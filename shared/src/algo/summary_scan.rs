//! SummaryScan - single-pass extrema, mean and spread over floating point data
//!
//! Grew out of a plain min/max scanner: the same NaN bookkeeping, plus a
//! Welford accumulator so mean and population standard deviation come out of
//! the same pass over the data.

use num_traits::float::Float;
use std::fmt;
use thiserror::Error;

/// Error types for SummaryScan operations
#[derive(Error, Debug, Clone, PartialEq)]
pub enum SummaryError {
    #[error("NaN value encountered at index {0}")]
    NaNEncountered(usize),
    #[error("No data provided (empty slice)")]
    NoData,
}

/// Extrema and moments of a slice, computed once at construction
#[derive(Debug, Clone)]
pub struct SummaryScan<T: Float> {
    count: usize,
    min_value: Option<T>,
    max_value: Option<T>,
    mean: T,
    // Sum of squared deviations from the running mean (Welford's M2)
    m2: T,
    nan_index: Option<usize>,
}

impl<T: Float + fmt::Debug> SummaryScan<T> {
    /// Scan a slice of values.
    ///
    /// NaN values are skipped for the accumulators, but the first NaN index is
    /// remembered and every accessor reports it as an error.
    ///
    /// # Example
    /// ```
    /// use shared::algo::summary_scan::SummaryScan;
    ///
    /// let scan = SummaryScan::<f64>::new(&[2.0, 4.0, 4.0, 4.0, 5.0, 5.0, 7.0, 9.0]);
    /// assert_eq!(scan.min_max().unwrap(), (2.0, 9.0));
    /// assert!((scan.mean().unwrap() - 5.0).abs() < 1e-12);
    /// assert!((scan.std_dev().unwrap() - 2.0).abs() < 1e-12);
    /// ```
    pub fn new(data: &[T]) -> Self {
        let mut scan = Self {
            count: 0,
            min_value: None,
            max_value: None,
            mean: T::zero(),
            m2: T::zero(),
            nan_index: None,
        };

        for (index, &value) in data.iter().enumerate() {
            if value.is_nan() {
                scan.nan_index.get_or_insert(index);
                continue;
            }

            scan.min_value = Some(scan.min_value.map_or(value, |m| m.min(value)));
            scan.max_value = Some(scan.max_value.map_or(value, |m| m.max(value)));

            scan.count += 1;
            let n = T::from(scan.count).unwrap_or_else(T::one);
            let delta = value - scan.mean;
            scan.mean = scan.mean + delta / n;
            scan.m2 = scan.m2 + delta * (value - scan.mean);
        }

        scan
    }

    fn check(&self) -> Result<(), SummaryError> {
        match (self.nan_index, self.count) {
            (Some(index), _) => Err(SummaryError::NaNEncountered(index)),
            (None, 0) => Err(SummaryError::NoData),
            _ => Ok(()),
        }
    }

    /// Number of non-NaN values scanned
    pub fn count(&self) -> usize {
        self.count
    }

    pub fn min(&self) -> Result<T, SummaryError> {
        self.check()?;
        self.min_value.ok_or(SummaryError::NoData)
    }

    pub fn max(&self) -> Result<T, SummaryError> {
        self.check()?;
        self.max_value.ok_or(SummaryError::NoData)
    }

    pub fn min_max(&self) -> Result<(T, T), SummaryError> {
        Ok((self.min()?, self.max()?))
    }

    /// Arithmetic mean
    pub fn mean(&self) -> Result<T, SummaryError> {
        self.check()?;
        Ok(self.mean)
    }

    /// Population standard deviation (divides by N, not N - 1)
    pub fn std_dev(&self) -> Result<T, SummaryError> {
        self.check()?;
        let n = T::from(self.count).ok_or(SummaryError::NoData)?;
        Ok((self.m2 / n).max(T::zero()).sqrt())
    }

    pub fn has_nan(&self) -> bool {
        self.nan_index.is_some()
    }
}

> [Problem details]:
Starting with the line that contains "pub fn max(&self)", write out each line through the end of the listing, exactly as it appears, and include nothing else.

> [Exercise answer]:
    pub fn max(&self) -> Result<T, SummaryError> {
        self.check()?;
        self.max_value.ok_or(SummaryError::NoData)
    }

    pub fn min_max(&self) -> Result<(T, T), SummaryError> {
        Ok((self.min()?, self.max()?))
    }

    /// Arithmetic mean
    pub fn mean(&self) -> Result<T, SummaryError> {
        self.check()?;
        Ok(self.mean)
    }

    /// Population standard deviation (divides by N, not N - 1)
    pub fn std_dev(&self) -> Result<T, SummaryError> {
        self.check()?;
        let n = T::from(self.count).ok_or(SummaryError::NoData)?;
        Ok((self.m2 / n).max(T::zero()).sqrt())
    }

    pub fn has_nan(&self) -> bool {
        self.nan_index.is_some()
    }
}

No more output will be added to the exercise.